How much will the renewal levy cost me?

You can calculate your estimated tax for each year of the levy by dividing the assessed value of your property by 1,000 and then multiplying by 1.50 (the estimated rate). Please keep in mind that the $1.50 rate is an estimate.

What happens if the levy rate goes above the estimated $1.50 per $1,000 of assessed value?

The Kalama School Board is committed to keeping levy rates at or below $1.50. If assessed values drive the levy rate above $1.50, the district intends to rollback the dollar amount to be collected, to not exceed $1.50/$1,000. This self-imposed cap aligns with the board’s pledge to the community to create rate stability and predictability for taxpayers.

Will Kalama voters pay for the expiring levy and the recently-passed levy at the same time?

No. The current levy expires Dec. 31, 2023. The recently-passed levy will replace the current levy at the same estimated rate, with differing collection amounts. The current, expiring levy has been in place for tax years 2021, 2022 and ending in 2023. The renewal levy will be in place during tax years 2024, 2025 and 2026. 

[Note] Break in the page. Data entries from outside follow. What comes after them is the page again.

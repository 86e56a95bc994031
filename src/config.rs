//! Application configuration with persistence.

use std::path::{Path, PathBuf};
use std::time::Duration;

use serde::{Deserialize, Serialize};
use thiserror::Error;

use crate::engine::{Equalizer, HandshakeSettings, PortRange};
use crate::pool::{PlaybackTimings, TerminationPolicy};

const CONFIG_DIR: &str = "masss";
const CONFIG_FILE: &str = "config.json";

/// Highest master volume accepted (125%).
pub const MAX_MASTER_VOLUME: f64 = 1.25;

#[derive(Error, Debug)]
pub enum ConfigError {
  #[error("I/O error: {0}")]
  Io(#[from] std::io::Error),
  #[error("JSON error: {0}")]
  Json(#[from] serde_json::Error),
  #[error("Invalid configuration: {0}")]
  Invalid(String),
  #[error("No configuration directory on this platform")]
  NoConfigDir,
}

/// Application configuration.
#[derive(Debug, Clone, Serialize, Deserialize, PartialEq)]
#[serde(rename_all = "camelCase")]
pub struct AppConfig {
  /// Custom engine executable path (None = auto-detect).
  #[serde(default)]
  pub engine_path: Option<String>,

  /// Working directory for engine processes.
  #[serde(default)]
  pub engine_working_dir: Option<String>,

  /// Additional engine command-line arguments.
  #[serde(default)]
  pub engine_args: Vec<String>,

  #[serde(default = "default_port_start")]
  pub port_start: u16,

  #[serde(default = "default_port_end")]
  pub port_end: u16,

  /// Ports tried before engine startup fails for good.
  #[serde(default = "default_max_port_attempts")]
  pub max_port_attempts: u32,

  #[serde(default = "default_connect_grace_ms")]
  pub connect_grace_ms: u64,

  #[serde(default = "default_connect_retries")]
  pub connect_retries: u32,

  #[serde(default = "default_connect_retry_interval_ms")]
  pub connect_retry_interval_ms: u64,

  #[serde(default = "default_seek_settle_ms")]
  pub seek_settle_ms: u64,

  #[serde(default = "default_length_query_delay_ms")]
  pub length_query_delay_ms: u64,

  #[serde(default = "default_response_timeout_ms")]
  pub response_timeout_ms: u64,

  #[serde(default = "default_auto_stop_margin_ms")]
  pub auto_stop_margin_ms: u64,

  /// Delay before recurring maintenance jobs run again.
  #[serde(default = "default_maintenance_interval_ms")]
  pub maintenance_interval_ms: u64,

  /// Master volume, 0.0 to 1.25.
  #[serde(default = "default_master_volume")]
  pub master_volume: f64,

  /// Ten space-separated band gains in dB.
  #[serde(default = "default_equalizer_bands")]
  pub equalizer_bands: String,

  #[serde(default = "default_equalizer_preamp")]
  pub equalizer_preamp: i32,

  /// Skip applied to every track instead of the per-file one.
  #[serde(default)]
  pub skip_override: Option<u32>,
}

fn default_port_start() -> u16 {
  8990
}

fn default_port_end() -> u16 {
  9089
}

fn default_max_port_attempts() -> u32 {
  99
}

fn default_connect_grace_ms() -> u64 {
  80
}

fn default_connect_retries() -> u32 {
  10
}

fn default_connect_retry_interval_ms() -> u64 {
  200
}

fn default_seek_settle_ms() -> u64 {
  100
}

fn default_length_query_delay_ms() -> u64 {
  20
}

fn default_response_timeout_ms() -> u64 {
  2000
}

fn default_auto_stop_margin_ms() -> u64 {
  500
}

fn default_maintenance_interval_ms() -> u64 {
  200
}

fn default_master_volume() -> f64 {
  0.5
}

fn default_equalizer_bands() -> String {
  "0 0 0 0 0 0 0 0 0 0".to_string()
}

fn default_equalizer_preamp() -> i32 {
  crate::engine::DEFAULT_PREAMP
}

impl Default for AppConfig {
  fn default() -> Self {
    Self {
      engine_path: None,
      engine_working_dir: None,
      engine_args: Vec::new(),
      port_start: default_port_start(),
      port_end: default_port_end(),
      max_port_attempts: default_max_port_attempts(),
      connect_grace_ms: default_connect_grace_ms(),
      connect_retries: default_connect_retries(),
      connect_retry_interval_ms: default_connect_retry_interval_ms(),
      seek_settle_ms: default_seek_settle_ms(),
      length_query_delay_ms: default_length_query_delay_ms(),
      response_timeout_ms: default_response_timeout_ms(),
      auto_stop_margin_ms: default_auto_stop_margin_ms(),
      maintenance_interval_ms: default_maintenance_interval_ms(),
      master_volume: default_master_volume(),
      equalizer_bands: default_equalizer_bands(),
      equalizer_preamp: default_equalizer_preamp(),
      skip_override: None,
    }
  }
}

impl AppConfig {
  /// Validate configuration values.
  pub fn validate(&self) -> Result<(), ConfigError> {
    if PortRange::new(self.port_start, self.port_end).is_none() {
      return Err(ConfigError::Invalid(format!(
        "Port range {}-{} is inverted",
        self.port_start, self.port_end
      )));
    }
    if self.max_port_attempts == 0 {
      return Err(ConfigError::Invalid(
        "Max port attempts must be at least 1".to_string(),
      ));
    }
    if self.connect_retries == 0 {
      return Err(ConfigError::Invalid(
        "Connect retries must be at least 1".to_string(),
      ));
    }
    if !(0.0..=MAX_MASTER_VOLUME).contains(&self.master_volume) {
      return Err(ConfigError::Invalid(format!(
        "Master volume must be between 0 and {}",
        MAX_MASTER_VOLUME
      )));
    }
    if let Err(e) = Equalizer::parse(&self.equalizer_bands, self.equalizer_preamp) {
      return Err(ConfigError::Invalid(format!("Equalizer: {}", e)));
    }
    if self.response_timeout_ms == 0 {
      return Err(ConfigError::Invalid(
        "Response timeout must be positive".to_string(),
      ));
    }
    Ok(())
  }

  /// Default location: `<config dir>/masss/config.json`.
  pub fn default_path() -> Result<PathBuf, ConfigError> {
    dirs::config_dir()
      .map(|dir| dir.join(CONFIG_DIR).join(CONFIG_FILE))
      .ok_or(ConfigError::NoConfigDir)
  }

  /// Load from `path`, falling back to defaults when missing or unusable.
  pub fn load(path: &Path) -> Self {
    let raw = match std::fs::read_to_string(path) {
      Ok(raw) => raw,
      Err(e) if e.kind() == std::io::ErrorKind::NotFound => {
        log::info!("No config at {:?}, using defaults", path);
        return Self::default();
      }
      Err(e) => {
        log::warn!("Failed to read config {:?}: {}", path, e);
        return Self::default();
      }
    };

    match serde_json::from_str::<AppConfig>(&raw) {
      Ok(config) => match config.validate() {
        Ok(()) => {
          log::info!("Loaded config from {:?}", path);
          config
        }
        Err(e) => {
          log::warn!("Ignoring invalid config {:?}: {}", path, e);
          Self::default()
        }
      },
      Err(e) => {
        log::warn!("Failed to parse config {:?}: {}", path, e);
        Self::default()
      }
    }
  }

  pub fn save(&self, path: &Path) -> Result<(), ConfigError> {
    if let Some(parent) = path.parent() {
      std::fs::create_dir_all(parent)?;
    }
    let json = serde_json::to_string_pretty(self)?;
    std::fs::write(path, json)?;
    log::info!("Saved config to {:?}", path);
    Ok(())
  }

  /// Runtime settings for the engine pool.
  pub fn pool_config(&self) -> Result<PoolConfig, ConfigError> {
    self.validate()?;
    let ports = PortRange::new(self.port_start, self.port_end)
      .ok_or_else(|| ConfigError::Invalid("Port range is inverted".to_string()))?;
    let equalizer = Equalizer::parse(&self.equalizer_bands, self.equalizer_preamp)
      .map_err(|e| ConfigError::Invalid(format!("Equalizer: {}", e)))?;

    Ok(PoolConfig {
      handshake: HandshakeSettings {
        ports,
        max_port_attempts: self.max_port_attempts,
        grace: Duration::from_millis(self.connect_grace_ms),
        connect_retries: self.connect_retries,
        connect_retry_interval: Duration::from_millis(self.connect_retry_interval_ms),
      },
      playback: PlaybackTimings {
        seek_settle: Duration::from_millis(self.seek_settle_ms),
        length_query_delay: Duration::from_millis(self.length_query_delay_ms),
        response_timeout: Duration::from_millis(self.response_timeout_ms),
        auto_stop_margin: Duration::from_millis(self.auto_stop_margin_ms),
      },
      termination: TerminationPolicy::default(),
      maintenance_interval: Duration::from_millis(self.maintenance_interval_ms),
      shutdown_steps: default_shutdown_steps(),
      master_volume: self.master_volume,
      equalizer,
      skip_override: self.skip_override,
    })
  }
}

/// Settings the engine pool runs with.
#[derive(Debug, Clone)]
pub struct PoolConfig {
  pub handshake: HandshakeSettings,
  pub playback: PlaybackTimings,
  pub termination: TerminationPolicy,
  pub maintenance_interval: Duration,
  /// Waits between termination checks during shutdown.
  pub shutdown_steps: Vec<Duration>,
  pub master_volume: f64,
  pub equalizer: Equalizer,
  pub skip_override: Option<u32>,
}

impl Default for PoolConfig {
  fn default() -> Self {
    Self {
      handshake: HandshakeSettings::default(),
      playback: PlaybackTimings::default(),
      termination: TerminationPolicy::default(),
      maintenance_interval: Duration::from_millis(default_maintenance_interval_ms()),
      shutdown_steps: default_shutdown_steps(),
      master_volume: default_master_volume(),
      equalizer: Equalizer::default(),
      skip_override: None,
    }
  }
}

fn default_shutdown_steps() -> Vec<Duration> {
  vec![
    Duration::from_millis(50),
    Duration::from_millis(1500),
    Duration::from_secs(2),
    Duration::from_secs(2),
  ]
}

#[cfg(test)]
mod tests {
  use super::*;

  #[test]
  fn test_defaults_are_valid() {
    let config = AppConfig::default();
    assert!(config.validate().is_ok());

    let pool = config.pool_config().unwrap();
    assert_eq!(pool.handshake.ports, PortRange::default());
    assert_eq!(pool.handshake.max_port_attempts, 99);
    assert_eq!(pool.playback.auto_stop_margin, Duration::from_millis(500));
    assert_eq!(pool.shutdown_steps.len(), 4);
  }

  #[test]
  fn test_validation() {
    let mut config = AppConfig {
      port_start: 9000,
      port_end: 8000,
      ..AppConfig::default()
    };
    assert!(config.validate().is_err());

    config = AppConfig {
      master_volume: 1.5,
      ..AppConfig::default()
    };
    assert!(config.validate().is_err());

    config = AppConfig {
      equalizer_bands: "1 2 3".to_string(),
      ..AppConfig::default()
    };
    assert!(config.validate().is_err());

    config = AppConfig {
      connect_retries: 0,
      ..AppConfig::default()
    };
    assert!(matches!(config.validate(), Err(ConfigError::Invalid(_))));
    assert!(config.pool_config().is_err());
  }

  #[test]
  fn test_partial_json_uses_defaults() {
    let config: AppConfig =
      serde_json::from_str(r#"{"enginePath":"/opt/vlc","masterVolume":0.8}"#).unwrap();
    assert_eq!(config.engine_path.as_deref(), Some("/opt/vlc"));
    assert_eq!(config.master_volume, 0.8);
    assert_eq!(config.port_start, 8990);
    assert_eq!(config.connect_retries, 10);
  }

  #[test]
  fn test_save_and_load() {
    let dir = tempfile::tempdir().unwrap();
    let path = dir.path().join("nested").join("config.json");

    let config = AppConfig {
      master_volume: 0.75,
      equalizer_bands: "1 0 0 0 0 0 0 0 0 -3".to_string(),
      skip_override: Some(4),
      ..AppConfig::default()
    };
    config.save(&path).unwrap();

    assert_eq!(AppConfig::load(&path), config);
  }

  #[test]
  fn test_load_falls_back_on_garbage() {
    let dir = tempfile::tempdir().unwrap();
    let path = dir.path().join("config.json");
    std::fs::write(&path, "{ not json").unwrap();
    assert_eq!(AppConfig::load(&path), AppConfig::default());

    assert_eq!(
      AppConfig::load(&dir.path().join("missing.json")),
      AppConfig::default()
    );
  }
}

The recently-passed levy will allow the district to maintain current student programs and services for which the state does not fund or provide sufficient funding.

How often are citizens asked to vote on a school levy?

By design, EP&O levies are short-term funding mechanisms (three to four years in length) that provide school districts with the flexibility to re-calibrate course offerings and operations (based on growth and community demand) every few years.

If approved by voters in February 2023, this levy would expire at the end of 2026.

What would have happened if the levy was not renewed?

If the replacement levy was not renewed and local dollars were to expire, the district would have to cut a number of educational programs, staff positions, athletics and activities prior to the 2023-2024 school year. The loss of local dollars would result in larger class sizes and fewer educational and extracurricular experiences for students.

What is the difference between a school levy and a school bond?

Simply put, levies are for learning and bonds are for building. Check out this video from ESD 112 to learn more about the difference between a levy and a bond.

Where can I find a copy of the district's levy renewal mailer?

Click here to view a digital version of our levy mailer.

Is there a tax break for senior citizens?

Yes! Washington state law provides two tax benefit programs for senior citizens and individuals who are disabled: property tax exemptions and property tax deferrals. For more information on qualifications, please contact the Cowlitz County Assessor’s Office.

The FAQs above are largely based on feedback from the district's December 2022 levy communication survey. Thank you to those who participated! Latest update: Friday, March 10, 2023.